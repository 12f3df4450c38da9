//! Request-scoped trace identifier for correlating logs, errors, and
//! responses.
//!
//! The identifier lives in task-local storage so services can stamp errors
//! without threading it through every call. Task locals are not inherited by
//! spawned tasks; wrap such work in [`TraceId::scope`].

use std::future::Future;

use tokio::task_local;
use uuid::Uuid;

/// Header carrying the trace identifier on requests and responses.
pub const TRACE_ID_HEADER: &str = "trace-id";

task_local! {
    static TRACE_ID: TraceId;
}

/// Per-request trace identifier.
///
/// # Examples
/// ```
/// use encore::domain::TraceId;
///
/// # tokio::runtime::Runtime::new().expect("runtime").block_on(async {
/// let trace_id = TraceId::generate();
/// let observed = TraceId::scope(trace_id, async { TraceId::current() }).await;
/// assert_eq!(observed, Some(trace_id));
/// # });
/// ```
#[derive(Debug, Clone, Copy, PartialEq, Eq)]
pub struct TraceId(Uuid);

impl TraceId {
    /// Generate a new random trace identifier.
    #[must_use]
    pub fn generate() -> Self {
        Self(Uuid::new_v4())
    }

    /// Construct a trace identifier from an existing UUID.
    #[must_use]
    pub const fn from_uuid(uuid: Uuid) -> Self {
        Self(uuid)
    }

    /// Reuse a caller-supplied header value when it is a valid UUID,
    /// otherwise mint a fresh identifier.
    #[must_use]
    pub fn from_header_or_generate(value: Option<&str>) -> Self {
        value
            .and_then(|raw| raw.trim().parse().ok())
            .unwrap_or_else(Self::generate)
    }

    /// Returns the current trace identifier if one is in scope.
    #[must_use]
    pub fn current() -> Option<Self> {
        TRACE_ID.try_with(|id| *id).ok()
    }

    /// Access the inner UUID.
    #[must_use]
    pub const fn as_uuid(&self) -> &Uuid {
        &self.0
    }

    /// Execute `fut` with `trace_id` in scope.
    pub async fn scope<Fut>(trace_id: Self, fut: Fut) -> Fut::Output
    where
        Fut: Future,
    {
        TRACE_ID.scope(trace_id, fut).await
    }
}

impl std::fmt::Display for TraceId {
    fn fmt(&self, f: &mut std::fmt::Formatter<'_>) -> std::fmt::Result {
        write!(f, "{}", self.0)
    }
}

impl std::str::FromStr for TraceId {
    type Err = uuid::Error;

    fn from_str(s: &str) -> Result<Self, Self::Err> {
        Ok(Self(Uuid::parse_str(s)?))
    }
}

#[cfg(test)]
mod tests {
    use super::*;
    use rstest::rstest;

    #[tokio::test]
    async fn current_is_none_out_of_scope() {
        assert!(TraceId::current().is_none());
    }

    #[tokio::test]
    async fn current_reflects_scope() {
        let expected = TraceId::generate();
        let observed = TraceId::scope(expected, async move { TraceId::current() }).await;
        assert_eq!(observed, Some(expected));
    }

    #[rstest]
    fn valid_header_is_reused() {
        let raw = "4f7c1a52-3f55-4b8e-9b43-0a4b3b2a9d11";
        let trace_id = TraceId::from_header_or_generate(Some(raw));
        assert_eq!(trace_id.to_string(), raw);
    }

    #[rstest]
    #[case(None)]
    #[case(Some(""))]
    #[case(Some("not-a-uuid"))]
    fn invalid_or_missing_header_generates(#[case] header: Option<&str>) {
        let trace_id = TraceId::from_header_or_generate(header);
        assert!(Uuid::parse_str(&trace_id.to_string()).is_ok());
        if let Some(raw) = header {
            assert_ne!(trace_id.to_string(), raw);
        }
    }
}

::::::

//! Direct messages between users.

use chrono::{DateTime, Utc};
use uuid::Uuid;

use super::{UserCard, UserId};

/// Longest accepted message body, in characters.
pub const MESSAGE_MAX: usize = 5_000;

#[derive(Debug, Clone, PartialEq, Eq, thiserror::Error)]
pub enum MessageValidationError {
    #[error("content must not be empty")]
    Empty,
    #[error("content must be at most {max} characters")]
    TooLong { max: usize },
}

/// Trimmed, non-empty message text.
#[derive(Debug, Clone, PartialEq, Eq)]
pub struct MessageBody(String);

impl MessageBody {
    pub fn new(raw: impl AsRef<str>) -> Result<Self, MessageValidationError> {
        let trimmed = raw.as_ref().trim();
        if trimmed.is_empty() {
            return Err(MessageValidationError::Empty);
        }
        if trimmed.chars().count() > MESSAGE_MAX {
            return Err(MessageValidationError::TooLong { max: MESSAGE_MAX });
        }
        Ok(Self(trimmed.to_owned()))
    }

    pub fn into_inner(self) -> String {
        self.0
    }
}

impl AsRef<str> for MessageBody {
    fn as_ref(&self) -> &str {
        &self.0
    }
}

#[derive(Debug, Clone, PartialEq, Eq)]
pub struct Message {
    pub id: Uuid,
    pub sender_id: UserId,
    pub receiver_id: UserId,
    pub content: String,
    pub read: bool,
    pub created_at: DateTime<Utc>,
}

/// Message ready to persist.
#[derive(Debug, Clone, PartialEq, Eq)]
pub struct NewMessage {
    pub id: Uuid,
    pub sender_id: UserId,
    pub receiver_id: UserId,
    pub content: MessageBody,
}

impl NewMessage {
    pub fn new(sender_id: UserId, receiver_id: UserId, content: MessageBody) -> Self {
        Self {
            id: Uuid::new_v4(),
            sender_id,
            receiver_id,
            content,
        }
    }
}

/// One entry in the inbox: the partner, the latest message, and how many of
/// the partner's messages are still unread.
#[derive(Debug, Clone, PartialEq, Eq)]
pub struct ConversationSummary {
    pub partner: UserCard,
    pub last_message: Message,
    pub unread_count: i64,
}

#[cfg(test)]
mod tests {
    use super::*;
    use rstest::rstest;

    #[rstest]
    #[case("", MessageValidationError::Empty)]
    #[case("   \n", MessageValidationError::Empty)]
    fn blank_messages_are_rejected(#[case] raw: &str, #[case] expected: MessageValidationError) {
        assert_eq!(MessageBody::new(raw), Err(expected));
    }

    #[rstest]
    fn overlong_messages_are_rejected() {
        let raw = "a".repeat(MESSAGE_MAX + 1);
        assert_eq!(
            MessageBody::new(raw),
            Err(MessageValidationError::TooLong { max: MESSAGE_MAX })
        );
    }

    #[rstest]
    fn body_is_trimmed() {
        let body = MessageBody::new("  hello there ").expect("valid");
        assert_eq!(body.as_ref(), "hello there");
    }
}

::::::

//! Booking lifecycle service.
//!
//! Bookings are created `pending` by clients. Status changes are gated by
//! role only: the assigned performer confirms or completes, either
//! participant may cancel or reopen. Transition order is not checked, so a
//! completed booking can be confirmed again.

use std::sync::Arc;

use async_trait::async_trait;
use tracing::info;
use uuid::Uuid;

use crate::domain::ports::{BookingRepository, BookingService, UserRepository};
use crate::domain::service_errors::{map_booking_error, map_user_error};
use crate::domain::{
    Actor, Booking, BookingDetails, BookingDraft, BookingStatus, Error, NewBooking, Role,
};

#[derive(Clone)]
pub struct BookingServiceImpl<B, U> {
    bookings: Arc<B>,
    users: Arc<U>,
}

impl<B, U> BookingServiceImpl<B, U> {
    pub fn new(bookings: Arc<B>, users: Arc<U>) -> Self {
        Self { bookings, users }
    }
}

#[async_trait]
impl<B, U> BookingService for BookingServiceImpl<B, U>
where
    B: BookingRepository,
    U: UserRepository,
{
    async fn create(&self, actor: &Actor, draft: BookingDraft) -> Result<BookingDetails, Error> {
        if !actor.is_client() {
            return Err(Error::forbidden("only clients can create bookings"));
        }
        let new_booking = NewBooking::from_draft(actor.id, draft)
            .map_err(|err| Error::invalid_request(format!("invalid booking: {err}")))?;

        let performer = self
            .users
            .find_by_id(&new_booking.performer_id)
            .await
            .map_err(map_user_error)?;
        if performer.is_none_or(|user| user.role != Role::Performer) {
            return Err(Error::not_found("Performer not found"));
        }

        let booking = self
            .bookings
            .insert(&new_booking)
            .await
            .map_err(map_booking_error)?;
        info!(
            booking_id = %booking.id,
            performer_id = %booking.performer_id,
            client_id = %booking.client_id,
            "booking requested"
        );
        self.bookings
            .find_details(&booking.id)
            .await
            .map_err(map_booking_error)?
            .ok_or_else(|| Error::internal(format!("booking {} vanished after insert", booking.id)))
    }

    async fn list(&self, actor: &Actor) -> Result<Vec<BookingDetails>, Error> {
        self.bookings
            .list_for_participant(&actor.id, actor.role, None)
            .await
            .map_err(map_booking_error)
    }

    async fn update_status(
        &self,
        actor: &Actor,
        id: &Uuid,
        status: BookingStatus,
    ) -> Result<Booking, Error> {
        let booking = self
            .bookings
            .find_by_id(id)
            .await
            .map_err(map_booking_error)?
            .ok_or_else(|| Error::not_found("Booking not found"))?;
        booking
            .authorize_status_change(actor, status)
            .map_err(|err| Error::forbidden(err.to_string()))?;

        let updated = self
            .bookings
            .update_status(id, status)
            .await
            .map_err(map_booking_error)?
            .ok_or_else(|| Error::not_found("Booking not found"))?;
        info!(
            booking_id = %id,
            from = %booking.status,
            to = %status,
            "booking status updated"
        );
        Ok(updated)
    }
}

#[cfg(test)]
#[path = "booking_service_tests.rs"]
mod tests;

::::::

- [ASSIGNMENT]:
Copy down every line of the material above that includes the string "content".

- [ANSWER TO THIS PROBLEM]:
    #[error("content must not be empty")]
    #[error("content must be at most {max} characters")]
    pub content: String,
    pub content: MessageBody,
    pub fn new(sender_id: UserId, receiver_id: UserId, content: MessageBody) -> Self {
            content,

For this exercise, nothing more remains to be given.